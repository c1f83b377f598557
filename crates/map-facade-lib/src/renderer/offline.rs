//! Offline tile adapter
//!
//! Draws locally served MBTiles raster tiles over a faded online layer, outlines the
//! tileset coverage from its metadata and fits the view to it. Tilesets can be swapped
//! on a live map without recreating it.

use super::scene::{Layer, LayerId, TileCore, TileLayer, forward_tile_core};
use super::{MapContext, MapRenderer, PolylineStyle, RendererHandle};
use crate::config::{MapConfig, OfflineOptions};
use crate::coords::{Bounds, GeoPoint};
use crate::host::ContainerHost;
use crate::tiles::{
    HttpTileMetadataSource, OFFLINE_MAX_ZOOM, OfflineTiles, TileMetadata, TileMetadataSource,
};
use crate::{InitError, Result};
use async_trait::async_trait;
use std::sync::Arc;
use walkers::sources::OpenStreetMap;

pub const OFFLINE_DEFAULT_CENTER: GeoPoint = GeoPoint::new(56.13, 40.41);
pub const OFFLINE_DEFAULT_ZOOM: f64 = 10.0;

/// Padding in pixels used when fitting the view to the tileset coverage
const COVERAGE_PADDING: f64 = 20.0;

pub struct OfflineTileRenderer {
    core: TileCore,
    options: OfflineOptions,
    metadata_source: Option<Arc<dyn TileMetadataSource>>,
    fallback_layer: Option<LayerId>,
    tile_layer: Option<LayerId>,
    coverage_layer: Option<LayerId>,
    metadata: Option<TileMetadata>,
}

impl OfflineTileRenderer {
    /// Without a metadata source the tile backend is queried over HTTP
    pub fn new(
        host: Arc<dyn ContainerHost>,
        metadata_source: Option<Arc<dyn TileMetadataSource>>,
    ) -> Self {
        Self {
            core: TileCore::new(MapContext::OfflineTile, host),
            options: OfflineOptions::default(),
            metadata_source,
            fallback_layer: None,
            tile_layer: None,
            coverage_layer: None,
            metadata: None,
        }
    }

    pub fn tileset(&self) -> &str {
        &self.options.tileset
    }

    pub fn metadata(&self) -> Option<&TileMetadata> {
        self.metadata.as_ref()
    }

    /// Coverage of the current tileset, once its metadata is known
    pub fn coverage(&self) -> Option<Bounds> {
        self.metadata.as_ref().and_then(TileMetadata::coverage)
    }

    pub fn has_coverage_overlay(&self) -> bool {
        self.coverage_layer.is_some()
    }

    /// Opacity of the online layer drawn underneath, `None` without fallback
    pub fn fallback_opacity(&self) -> Option<f32> {
        let scene = self.core.scene()?;
        match scene.layer(self.fallback_layer?) {
            Some(Layer::Tiles(tiles)) => Some(tiles.opacity),
            _ => None,
        }
    }

    /// Offline tile URLs needed for the current viewport
    pub fn visible_tile_urls(&self) -> Vec<String> {
        match (self.core.scene(), self.tile_layer) {
            (Some(scene), Some(layer)) => scene.visible_tile_urls(layer),
            _ => Vec::new(),
        }
    }

    /// Swap the raster source on the live map and reload its coverage
    ///
    /// Before `init` this only records the tileset for the next initialization.
    pub async fn switch_tileset(&mut self, tileset: &str) -> Result<()> {
        self.options.tileset = tileset.to_string();
        let tiles = self.tiles();
        let Some(scene) = self.core.scene_mut() else {
            return Ok(());
        };
        if let Some(previous) = self.tile_layer.take() {
            scene.remove_layer(previous);
        }
        self.tile_layer = Some(scene.add_layer(Layer::Tiles(TileLayer {
            name: tiles.tileset.clone(),
            source: Box::new(tiles),
            opacity: 1.0,
        })));
        tracing::info!(tileset, "switched offline tileset");
        self.load_coverage().await;
        Ok(())
    }

    fn tiles(&self) -> OfflineTiles {
        OfflineTiles::new(&self.options.api_base, &self.options.tileset)
    }

    /// Fetch tileset metadata, then outline and fit its coverage
    ///
    /// Metadata failures leave the map usable without an overlay.
    async fn load_coverage(&mut self) {
        if let Some(layer) = self.coverage_layer.take()
            && let Some(scene) = self.core.scene_mut()
        {
            scene.remove_layer(layer);
        }
        self.metadata = None;

        let source = match &self.metadata_source {
            Some(source) => source.clone(),
            None => match HttpTileMetadataSource::new() {
                Ok(http) => {
                    let http: Arc<dyn TileMetadataSource> = Arc::new(http);
                    self.metadata_source = Some(http.clone());
                    http
                }
                Err(e) => {
                    tracing::warn!(error = %e, "no tile metadata source available");
                    return;
                }
            },
        };

        let tiles = self.tiles();
        let metadata = match source.fetch_metadata(&tiles).await {
            Ok(metadata) => metadata,
            Err(e) => {
                tracing::warn!(tileset = %tiles.tileset, error = %e, "failed to load tileset bounds");
                return;
            }
        };

        if let Some(coverage) = metadata.coverage() {
            if self.options.show_bounds_overlay
                && let Some(scene) = self.core.scene_mut()
            {
                self.coverage_layer = Some(scene.add_layer(Layer::Rectangle {
                    bounds: coverage,
                    style: PolylineStyle {
                        color: "#1D4ED8".to_string(),
                        weight: 2.0,
                        opacity: 0.8,
                        dashed: true,
                    },
                }));
            }
            if self.options.fit_to_bounds {
                self.core.fit_bounds(coverage, COVERAGE_PADDING);
            }
        }
        self.metadata = Some(metadata);
    }
}

#[async_trait]
impl MapRenderer for OfflineTileRenderer {
    fn context(&self) -> MapContext {
        MapContext::OfflineTile
    }

    async fn init(&mut self, container_id: &str, config: &MapConfig) -> Result<RendererHandle> {
        self.fallback_layer = None;
        self.tile_layer = None;
        self.coverage_layer = None;
        self.metadata = None;
        self.options = config.offline.clone();

        self.core
            .attach(
                container_id,
                config,
                OFFLINE_MAX_ZOOM as f64,
                OFFLINE_DEFAULT_CENTER,
                OFFLINE_DEFAULT_ZOOM,
            )
            .await?;

        let tiles = self.tiles();
        let scene = self
            .core
            .scene_mut()
            .ok_or(InitError::RendererUnavailable(MapContext::OfflineTile))?;
        if self.options.online_fallback {
            self.fallback_layer = Some(scene.add_layer(Layer::Tiles(TileLayer {
                name: "online-fallback".to_string(),
                source: Box::new(OpenStreetMap),
                opacity: self.options.fallback_opacity,
            })));
        }
        self.tile_layer = Some(scene.add_layer(Layer::Tiles(TileLayer {
            name: tiles.tileset.clone(),
            source: Box::new(tiles),
            opacity: 1.0,
        })));

        self.load_coverage().await;

        let handle = self
            .core
            .handle()
            .ok_or(InitError::RendererUnavailable(MapContext::OfflineTile))?;
        tracing::info!(
            container = %handle.container_id,
            tileset = %self.options.tileset,
            "offline tile map ready"
        );
        Ok(handle)
    }

    fn destroy(&mut self) {
        self.fallback_layer = None;
        self.tile_layer = None;
        self.coverage_layer = None;
        self.core.destroy();
    }

    fn as_offline_mut(&mut self) -> Option<&mut OfflineTileRenderer> {
        Some(self)
    }

    forward_tile_core!();
}

#[cfg(test)]
mod tests {
    use super::*;
    use crate::coords::ScreenSize;
    use crate::host::StaticHost;
    use crate::tiles::StaticTileMetadata;

    fn metadata(bounds: [f64; 4]) -> TileMetadata {
        TileMetadata {
            bounds: Some(bounds),
            minzoom: Some(0),
            maxzoom: Some(14),
            format: Some("png".into()),
            name: None,
        }
    }

    fn renderer() -> OfflineTileRenderer {
        let host = Arc::new(StaticHost::with_container(
            "map",
            ScreenSize::new(800.0, 600.0),
        ));
        let source = Arc::new(StaticTileMetadata::new());
        source.insert("test-raster", metadata([40.0, 56.0, 41.0, 56.5]));
        source.insert("vladimir", metadata([40.2, 56.05, 40.6, 56.25]));
        OfflineTileRenderer::new(host, Some(source))
    }

    #[tokio::test]
    async fn test_init_builds_layers_and_fits_coverage() {
        let mut r = renderer();
        r.init("map", &MapConfig::default()).await.unwrap();

        // fallback + offline tiles + coverage rectangle
        assert_eq!(r.native_layer_count(), 3);
        assert_eq!(r.fallback_opacity(), Some(0.3));
        assert!(r.has_coverage_overlay());

        let coverage = r.coverage().unwrap();
        let visible = r.visible_bounds().unwrap();
        assert!(visible.contains(coverage.south_west));
        assert!(visible.contains(coverage.north_east));
        assert!(
            r.visible_tile_urls()
                .iter()
                .all(|u| u.starts_with("http://localhost:8000/api/tiles/test-raster/"))
        );
    }

    #[tokio::test]
    async fn test_switch_tileset_keeps_map() {
        let mut r = renderer();
        let before = r.init("map", &MapConfig::default()).await.unwrap();
        r.switch_tileset("vladimir").await.unwrap();

        assert_eq!(r.handle().unwrap().map_id, before.map_id);
        assert_eq!(r.tileset(), "vladimir");
        assert_eq!(r.native_layer_count(), 3);
        assert_eq!(r.coverage(), Some(Bounds::from_wsen([40.2, 56.05, 40.6, 56.25])));
        assert!(
            r.visible_tile_urls()
                .iter()
                .all(|u| u.contains("/tiles/vladimir/"))
        );
    }

    #[tokio::test]
    async fn test_missing_metadata_is_not_fatal() {
        let mut r = renderer();
        let config = MapConfig {
            offline: OfflineOptions {
                tileset: "unknown".into(),
                online_fallback: false,
                ..Default::default()
            },
            ..Default::default()
        };
        r.init("map", &config).await.unwrap();
        assert!(r.coverage().is_none());
        assert!(!r.has_coverage_overlay());
        assert_eq!(r.fallback_opacity(), None);
        assert_eq!(
            r.view(),
            Some((OFFLINE_DEFAULT_CENTER, OFFLINE_DEFAULT_ZOOM))
        );
    }
}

▶ **TASK REQUIREMENTS**
Take the entries above and return only the lines from the one with "pub struct OfflineTileRenderer" to the one with "queried over HTTP", both included, unchanged.

▶ **THE ANSWER**
pub struct OfflineTileRenderer {
    core: TileCore,
    options: OfflineOptions,
    metadata_source: Option<Arc<dyn TileMetadataSource>>,
    fallback_layer: Option<LayerId>,
    tile_layer: Option<LayerId>,
    coverage_layer: Option<LayerId>,
    metadata: Option<TileMetadata>,
}

impl OfflineTileRenderer {
    /// Without a metadata source the tile backend is queried over HTTP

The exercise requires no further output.